When it comes to startups in the manufacturing sector, China emerges as the leader—having 18% of its startups in manufacturing. Manufacturing is the second largest sector to show startup activity in China—46% of all startups are in high tech and manufacturing. An example here is WM Motor, an auto manufacturer startup in China that developed two electric vehicles.
3. Reinventing the corporate sector
One in 10 startups in APAC are in the corporate services sector, with this number likely to grow in the coming years. Startups have introduced several new services in this domain. In India, Tapchief is reimagining the future of work by connecting people with veterans in their profession.

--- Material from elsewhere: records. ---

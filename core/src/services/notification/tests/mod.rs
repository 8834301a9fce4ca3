//! Tests for guardian notification dispatch

pub(crate) mod mocks;
//! Subject repository trait.

use async_trait::async_trait;
use uuid::Uuid;

use crate::domain::entities::subject::Subject;
use crate::errors::DomainError;

/// Persistence for the subject catalogue
#[async_trait]
pub trait SubjectRepository: Send + Sync {
    /// All subjects ordered by code
    async fn list_all(&self) -> Result<Vec<Subject>, DomainError>;

    async fn find_by_ids(&self, ids: &[Uuid]) -> Result<Vec<Subject>, DomainError>;

    async fn find_by_code(&self, code: &str) -> Result<Option<Subject>, DomainError>;

    /// Store a new subject
    ///
    /// # Returns
    /// * `Err(DomainError)` - A subject with the same code already exists
    async fn create(&self, subject: Subject) -> Result<Subject, DomainError>;
}
//! CORS middleware configuration for the admin dashboard and guardian pages.
//!
//! Development allows any origin. Other environments only allow the origins
//! listed in `cors.allowed_origins` plus the guardian frontend origin.

use actix_cors::Cors;
use actix_web::http::{header, Method};
use gp_shared::{CorsConfig, Environment};

/// Creates a CORS middleware instance configured for the given environment.
pub fn create_cors(config: &CorsConfig, environment: Environment, frontend_url: &str) -> Cors {
    if environment.is_development() {
        create_development_cors(config.max_age)
    } else {
        create_production_cors(config, frontend_url)
    }
}

fn allowed_methods() -> Vec<Method> {
    vec![
        Method::GET,
        Method::POST,
        Method::PATCH,
        Method::OPTIONS,
    ]
}

/// Permissive configuration for local frontends and tools
fn create_development_cors(max_age: usize) -> Cors {
    log::info!("Configuring CORS for development environment");

    Cors::default()
        .allow_any_origin()
        .allowed_methods(allowed_methods())
        .allowed_headers(vec![
            header::AUTHORIZATION,
            header::ACCEPT,
            header::CONTENT_TYPE,
            header::ORIGIN,
            header::CACHE_CONTROL,
            header::HeaderName::from_static("x-requested-with"),
        ])
        .max_age(max_age)
        .supports_credentials()
}

fn create_production_cors(config: &CorsConfig, frontend_url: &str) -> Cors {
    log::info!("Configuring CORS for production environment");

    let mut cors = Cors::default()
        .allowed_methods(allowed_methods())
        .allowed_headers(vec![
            header::AUTHORIZATION,
            header::ACCEPT,
            header::CONTENT_TYPE,
        ])
        .max_age(config.max_age);

    let origins = config.origins();
    if origins.is_empty() && config.allowed_origins.trim() == "*" {
        log::warn!("CORS allows any origin");
        return cors.allow_any_origin();
    }

    for origin in origins {
        log::info!("Adding allowed origin: {}", origin);
        cors = cors.allowed_origin(&origin);
    }

    let frontend = frontend_url.trim_end_matches('/');
    if !frontend.is_empty() {
        cors = cors.allowed_origin(frontend);
    }

    cors
}
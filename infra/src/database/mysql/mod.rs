//! MySQL repository implementations

mod student_repository_impl;
mod subject_repository_impl;
mod token_repository_impl;

pub use student_repository_impl::MySqlStudentRepository;
pub use subject_repository_impl::MySqlSubjectRepository;
pub use token_repository_impl::MySqlTokenRepository;
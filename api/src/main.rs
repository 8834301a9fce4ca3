use std::sync::Arc;

use actix_web::{web, HttpServer};
use anyhow::Context;
use dotenv::dotenv;
use log::info;

use gp_api::{config::load_config, create_app, AppState};
use gp_core::services::SystemClock;
use gp_shared::Environment;

#[actix_web::main]
async fn main() -> anyhow::Result<()> {
    // Load environment variables
    dotenv().ok();

    // Initialize logger
    let environment = Environment::from_env();
    env_logger::init_from_env(
        env_logger::Env::new().default_filter_or(environment.default_log_level()),
    );

    info!("Starting Guardian Portal API Server ({})", environment);

    let config = load_config().context("failed to load configuration")?;
    let infrastructure = gp_infra::initialize(&config)
        .await
        .context("failed to initialize infrastructure")?;

    let bind_address = config.server.bind_address();
    let workers = config.server.workers;
    let state = web::Data::new(AppState::new(config, infrastructure, Arc::new(SystemClock)));

    info!("Server will bind to: {}", bind_address);
    let mut server = HttpServer::new(move || create_app(state.clone()));
    if workers > 0 {
        server = server.workers(workers);
    }

    server
        .bind(&bind_address)
        .with_context(|| format!("failed to bind {}", bind_address))?
        .run()
        .await?;

    info!("Server stopped");
    Ok(())
}
//! Request bodies and query strings of the token and notification routes

use serde::{Deserialize, Serialize};
use validator::Validate;

use gp_core::domain::{
    DeliveryChannel, IssueRequest, RecipientOverride, TokenFilter, TokenStatus, DEFAULT_SEMESTER,
};
use gp_core::errors::ValidationError;
use gp_core::services::TokenServiceConfig;

/// Contact override for one student
#[derive(Debug, Clone, Deserialize, Serialize)]
#[serde(rename_all = "camelCase")]
pub struct RecipientDto {
    pub student_id: String,
    pub email: Option<String>,
    pub phone: Option<String>,
}

impl From<RecipientDto> for RecipientOverride {
    fn from(dto: RecipientDto) -> Self {
        RecipientOverride {
            student_id: dto.student_id,
            email: dto.email.filter(|e| !e.trim().is_empty()),
            phone: dto.phone.filter(|p| !p.trim().is_empty()),
        }
    }
}

/// Body of `POST /tokens`
///
/// ```json
/// {
///     "studentIds": ["6f1c..."],
///     "sentVia": "Email",
///     "semester": 3,
///     "expiry": "48 hours",
///     "deliver": true,
///     "recipients": [{ "studentId": "6f1c...", "email": "parent@example.com" }]
/// }
/// ```
#[derive(Debug, Clone, Deserialize, Validate)]
#[serde(rename_all = "camelCase")]
pub struct IssueTokensRequest {
    #[validate(length(min = 1, message = "At least one student id is required"))]
    pub student_ids: Vec<String>,

    /// "Email", "SMS" or "Both"; Email when omitted
    pub sent_via: Option<String>,

    #[validate(range(min = 1, message = "Semester must be at least 1"))]
    pub semester: Option<u32>,

    /// One of "24 hours", "48 hours", "72 hours", "7 days"
    pub expiry: Option<String>,

    #[serde(default)]
    pub deliver: bool,

    #[serde(default)]
    pub recipients: Vec<RecipientDto>,
}

impl IssueTokensRequest {
    pub fn into_issue_request(
        self,
        config: &TokenServiceConfig,
    ) -> Result<IssueRequest, ValidationError> {
        let mut request = IssueRequest::new(self.student_ids)
            .with_channel(parse_channel(self.sent_via.as_deref())?)
            .with_semester(self.semester.unwrap_or(DEFAULT_SEMESTER))
            .with_expiry(config.resolve_expiry(self.expiry.as_deref())?);

        let recipients = self.recipients.into_iter().map(RecipientOverride::from).collect();
        if self.deliver {
            request = request.delivering(recipients);
        } else {
            request.recipients = recipients;
        }
        Ok(request)
    }
}

/// Body of `POST /notifications/send`
///
/// Every recipient gets a fresh token and the link is always delivered.
#[derive(Debug, Clone, Deserialize, Validate)]
#[serde(rename_all = "camelCase")]
pub struct SendNotificationsRequest {
    #[validate(length(min = 1, message = "At least one recipient is required"))]
    pub recipients: Vec<RecipientDto>,

    pub sent_via: Option<String>,

    #[validate(range(min = 1, message = "Semester must be at least 1"))]
    pub semester: Option<u32>,

    pub expiry: Option<String>,
}

impl SendNotificationsRequest {
    pub fn into_issue_request(
        self,
        config: &TokenServiceConfig,
    ) -> Result<IssueRequest, ValidationError> {
        let student_ids = self.recipients.iter().map(|r| r.student_id.clone()).collect();
        let recipients = self.recipients.into_iter().map(RecipientOverride::from).collect();

        Ok(IssueRequest::new(student_ids)
            .with_channel(parse_channel(self.sent_via.as_deref())?)
            .with_semester(self.semester.unwrap_or(DEFAULT_SEMESTER))
            .with_expiry(config.resolve_expiry(self.expiry.as_deref())?)
            .delivering(recipients))
    }
}

/// Query of `GET /tokens/validate`
#[derive(Debug, Clone, Deserialize)]
pub struct ValidateTokenQuery {
    pub token: Option<String>,
}

/// Query of `GET /tokens`
#[derive(Debug, Clone, Default, Deserialize)]
pub struct ListTokensQuery {
    /// "Active", "Used", "Expired"; empty or "All" lists every status
    pub status: Option<String>,
    pub search: Option<String>,
}

impl ListTokensQuery {
    pub fn into_filter(self) -> Result<TokenFilter, ValidationError> {
        let status = match self.status.as_deref().map(str::trim) {
            None | Some("") => None,
            Some(s) if s.eq_ignore_ascii_case("all") => None,
            Some(s) => Some(s.parse::<TokenStatus>().map_err(|_| {
                ValidationError::InvalidFormat {
                    field: "status".to_string(),
                }
            })?),
        };
        Ok(TokenFilter {
            status,
            search: self.search.filter(|s| !s.trim().is_empty()),
        })
    }
}

fn parse_channel(value: Option<&str>) -> Result<DeliveryChannel, ValidationError> {
    match value.map(str::trim).filter(|v| !v.is_empty()) {
        None => Ok(DeliveryChannel::default()),
        Some(v) => v.parse().map_err(|_| ValidationError::InvalidFormat {
            field: "sentVia".to_string(),
        }),
    }
}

Similarly, InterviewBit prepares job seekers for tech interviews.
4. Innovation in recreational services
Singapore has one of the highest proportion of startups in the recreational sector in APAC. After tech, recreation is a sector which sees the maximum impact from startups in this country.
Singapore-born startup ONE Championship has grown to become Asia’s largest sports entertainment company and internet company SEA group has diversified their portfolio to include digital entertainment, e-commerce and digital financial services.
5. Finance is gaining traction fast
Finance is also catching up and steadily emerging as an important sector for startups, giving them a conducive atmosphere to grow. This has been particularly true in the case of Australia.
In Australia, 11% of startups belong to the finance sector. LinkedIn’s list of Top Startups is also reflective of their strong foothold, with 10 of the top 25 (or 40%) startups in Australia concentrated in banking, insurance or wealth management. Judo Bank made its way into the small business lending space in Australia. Volt Bank, an Australian consumer neobank, is also a startup that became immensely popular. Volt received its banking licence in January this year—becoming the first Australian digital startup bank to do so in more than a decade.
How can you respond to these changes
● Inform your talent strategy
The growth of startups can signal emerging skills and in-demand roles. Anticipating disruption in your industry can help you plan ahead
—be it hiring new talent or upskilling your existing workforce to keep pace with these changes. LinkedIn Talent Insights can help you get
a deeper understanding of such new trends, so you can upskill your talent with the right training programs.
● Build a strong employer brand
Whether you’re a multinational corporation or a young start-up, you have something unique to offer. A strong employer brand is crucial
for attracting potential candidates, as it creates a narrative about the organisation and its culture. In today’s competitive talent
marketplace, having a well-crafted employer brand can help you stand out and achieve your business goals with the right talent.